> What you are asked to do
Read through the lines below and copy the ones holding the string "that".
##############################
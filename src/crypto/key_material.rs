//! Wallet key material: generation, validation and address derivation.
//!
//! The on-disk and in-env representation is the Solana CLI keypair layout: a JSON array of
//! 64 integers, the 32-byte ed25519 seed followed by the 32-byte public key.

use crate::error::{Result, WalletError};
use serde_json::Value as JsonValue;
use solana_program::pubkey::Pubkey;
use solana_sdk::signer::keypair::{keypair_from_seed, Keypair};
use solana_sdk::signer::Signer;
use std::fmt;

/// Length of a serialized keypair (seed + public key).
pub const SECRET_KEY_LEN: usize = 64;

/// Length of the ed25519 seed at the front of the serialized keypair.
pub const SEED_LEN: usize = 32;

/// A validated keypair. The public address is always derived from the secret bytes.
pub struct KeyMaterial {
    keypair: Keypair,
}

impl KeyMaterial {
    /// Generates fresh key material from the OS random source.
    pub fn generate() -> Self {
        Self {
            keypair: Keypair::new(),
        }
    }

    /// Builds key material from a full 64-byte keypair, rejecting a public half that does not
    /// belong to the seed.
    pub fn from_secret_bytes(bytes: &[u8; SECRET_KEY_LEN]) -> Result<Self> {
        let keypair = keypair_from_seed(&bytes[..SEED_LEN])
            .map_err(|e| WalletError::InvalidKeyMaterial(format!("bad ed25519 seed: {}", e)))?;

        if keypair.pubkey().to_bytes()[..] != bytes[SEED_LEN..] {
            return Err(WalletError::InvalidKeyMaterial(
                "public key half does not match the secret seed".to_string(),
            ));
        }
        Ok(Self { keypair })
    }

    /// Parses and validates the JSON array form.
    pub fn from_json(text: &str) -> Result<Self> {
        let bytes = decode_secret_bytes(text)?;
        Self::from_secret_bytes(&bytes)
    }

    pub fn pubkey(&self) -> Pubkey {
        self.keypair.pubkey()
    }

    /// Base58 public address.
    pub fn public_address(&self) -> String {
        self.keypair.pubkey().to_string()
    }

    pub fn secret_bytes(&self) -> [u8; SECRET_KEY_LEN] {
        self.keypair.to_bytes()
    }

    /// Renders the secret bytes in the persisted JSON array format.
    pub fn to_json(&self) -> String {
        // Serializing a byte slice to JSON cannot fail.
        serde_json::to_string(&self.secret_bytes().to_vec()).unwrap_or_default()
    }

    pub fn keypair(&self) -> &Keypair {
        &self.keypair
    }
}

impl fmt::Debug for KeyMaterial {
    fn fmt(&self, f: &mut fmt::Formatter<'_>) -> fmt::Result {
        f.debug_struct("KeyMaterial")
            .field("public_address", &self.public_address())
            .field("secret_bytes", &"<redacted>")
            .finish()
    }
}

/// Returns the address for a serialized keypair without keeping the key around.
pub fn derive_address(bytes: &[u8; SECRET_KEY_LEN]) -> Result<String> {
    Ok(KeyMaterial::from_secret_bytes(bytes)?.public_address())
}

/// Decodes the JSON array form into exactly 64 bytes.
///
/// Text that is not JSON at all is a parse error; JSON of the wrong shape, with values outside
/// `0..=255`, or of the wrong length is invalid key material.
pub fn decode_secret_bytes(text: &str) -> Result<[u8; SECRET_KEY_LEN]> {
    decode_secret_bytes_from("key material", text)
}

pub(crate) fn decode_secret_bytes_from(origin: &str, text: &str) -> Result<[u8; SECRET_KEY_LEN]> {
    let value: JsonValue = serde_json::from_str(text).map_err(|e| WalletError::Parse {
        origin: origin.to_string(),
        source: e,
    })?;

    let items = value.as_array().ok_or_else(|| {
        WalletError::InvalidKeyMaterial(format!("{} is not a JSON array", origin))
    })?;

    if items.len() != SECRET_KEY_LEN {
        return Err(WalletError::InvalidKeyMaterial(format!(
            "{} has {} bytes, expected {}",
            origin,
            items.len(),
            SECRET_KEY_LEN
        )));
    }

    let mut bytes = [0u8; SECRET_KEY_LEN];
    for (i, item) in items.iter().enumerate() {
        bytes[i] = item
            .as_u64()
            .and_then(|n| u8::try_from(n).ok())
            .ok_or_else(|| {
                WalletError::InvalidKeyMaterial(format!(
                    "{} element {} is not a byte (0-255): {}",
                    origin, i, item
                ))
            })?;
    }
    Ok(bytes)
}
##############################
> Your solution
    /// Builds key material from a full 64-byte keypair, rejecting a public half that does not
/// Text that is not JSON at all is a parse error; JSON of the wrong shape, with values outside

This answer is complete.